Todos los pueblos, hasta hoy, han ejercido la violencia en nombre de Dios, creyendo que la violencia no sólo está justificada sino, de hecho, exigida por Dios. Dios -se arguye- nos necesita para llevar a cabo esta violencia en su nombre. Por esta razón, las antiguas culturas ofrecían con frecuencia sacrificios humanos. Durante la Edad Media, como Iglesia cristiana, tuvimos la Inquisición, creyendo que Dios quería que matásemos a la gente que estaba en error doctrinal. Hoy vemos una nueva forma de esto en algunos grupos islámicos extremistas que creen que Dios quiere la muerte de infieles de todas las clases por causa de la pureza religiosa.
Siempre hemos justificado matanzas y otras formas de violencia en nombre de Dios, señalando con frecuencia textos de la escritura que, aparentemente, muestran a Dios como ordenando violencia en su nombre. Pero, en esto, hemos estado equivocados. Al margen de algunos textos que, superficialmente, parecen indicar que Dios ordena violencia (pero que son en realidad arquetípicos y antropomórficos por naturaleza y no justifican esa interpretación) vemos, si leemos la Biblia de principio a fin, una revelación progresiva (o, al menos, una realización progresiva por nuestra parte) de la no-violencia de Dios, una revelación que acaba en Jesús, que revela a un Dios de no-violencia radical. Nuestra errónea idea del Dios del Antiguo Testamento que aparentemente ordena el exterminio de pueblos enteros es realmente primitiva y supersticiosa, ya que deja al lado el concepto de Padre de Jesús que envía a su Hijo al mundo como un indefenso infante y luego le deja morir indefenso ante una multitud que se mofa de Él. El Dios al que Jesús revela está desprovisto de toda violencia y pide que nosotros no ejerzamos más esa violencia en nombre de Dios.
Para ofrecer sólo un ejemplo: En el evangelio de Juan (8, 2-11), vemos la historia de una mujer que ha sido sorprendida en adulterio. Según cuenta Juan la historia, una multitud de gente piadosa la trae a Jesús y le dice que la han sorprendido en el preciso momento de cometer adulterio y que Moisés (su primer intérprete de la voluntad de Dios) ha ordenado que, por esta ofensa, ella tiene que morir. Jesús, por su parte, no dice nada, sino se agacha y empieza a escribir con su dedo en el suelo. Después, elevando la mirada, les dice:”El que de entre vosotros esté sin pecado tire la primera piedra”. De nuevo se agacha y escribe con su dedo por segunda vez. Increíblemente, ellos acogen el mensaje, sueltan sus piedras y desaparecen.
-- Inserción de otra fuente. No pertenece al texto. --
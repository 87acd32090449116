//! The fixed symbol alphabet.
//!
//! The game draws from exactly four symbols. The alphabet is fixed for the
//! process lifetime: there is no configuration hook to grow or shrink it,
//! and the rest of the crate relies on that (uniform draws are 1-in-4,
//! snapshots serialize symbols by name).

use serde::{Deserialize, Serialize};

/// One selectable option in the game.
///
/// Symbols are colors, matching the four buttons of the original game.
/// The ordering here is the canonical alphabet ordering.
#[derive(Clone, Copy, Debug, PartialEq, Eq, Hash, Serialize, Deserialize)]
pub enum Symbol {
    Red,
    Blue,
    Green,
    Yellow,
}

/// The full alphabet, in canonical order.
///
/// ```
/// use sequence_recall::core::{Symbol, ALPHABET};
///
/// assert_eq!(ALPHABET.len(), 4);
/// assert_eq!(ALPHABET[0], Symbol::Red);
/// ```
pub const ALPHABET: [Symbol; 4] = [Symbol::Red, Symbol::Blue, Symbol::Green, Symbol::Yellow];

impl Symbol {
    /// Get the symbol's index within [`ALPHABET`].
    #[must_use]
    pub const fn index(self) -> usize {
        match self {
            Symbol::Red => 0,
            Symbol::Blue => 1,
            Symbol::Green => 2,
            Symbol::Yellow => 3,
        }
    }

    /// Look up a symbol by alphabet index.
    ///
    /// Returns `None` if `index` is out of range.
    #[must_use]
    pub fn from_index(index: usize) -> Option<Self> {
        ALPHABET.get(index).copied()
    }

    /// Lowercase name, matching the original game's button identifiers.
    #[must_use]
    pub const fn name(self) -> &'static str {
        match self {
            Symbol::Red => "red",
            Symbol::Blue => "blue",
            Symbol::Green => "green",
            Symbol::Yellow => "yellow",
        }
    }
}

impl std::fmt::Display for Symbol {
    fn fmt(&self, f: &mut std::fmt::Formatter<'_>) -> std::fmt::Result {
        f.write_str(self.name())
    }
}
¿Qué ha sucedido aquí? La clave para la interpretación es el gesto de Jesús escribiendo con su dedo en el suelo. ¿Quién escribe con su dedo? ¿Quién escribe dos veces? Dios. Y lo que Dios escribe con su dedo y escribe dos veces es los Diez Mandamientos, y Él tuvo que escribirlos dos veces porque Moisés los había “roto” la primera vez. Bajando de la montaña, portando las tablas de los mandamientos, Moisés pilló al pueblo en el preciso momento de cometer idolatría; le invadió una fiebre de fervor religioso y moral, y rompió las tablas de piedra sobre el becerro de oro y sobre las cabezas de la gente. Moisés fue la primera persona en romper los Mandamientos, y los rompió físicamente, pensando que se necesitaba usar la violencia por causa de Dios. Después de haberlos roto, necesitaba subir a la montaña por segunda vez y tenerlos re-escritos por Dios; pero antes de re-escribirlos, Dios advirtió a Moisés severamente: “¡No apedrees al pueblo con los Mandamientos!” “¡No uses la violencia en mi nombre!” Los que habían querido apedrear a la mujer sorprendida en adulterio entendieron el gesto de Jesús. Su intérprete divino, Moisés, lo había equivocado.
Aun así, demasiado frecuentemente, todavía estamos en una realidad de formas, apedreando a gente con los Mandamientos, creyendo falsamente que Dios quiere esta violencia.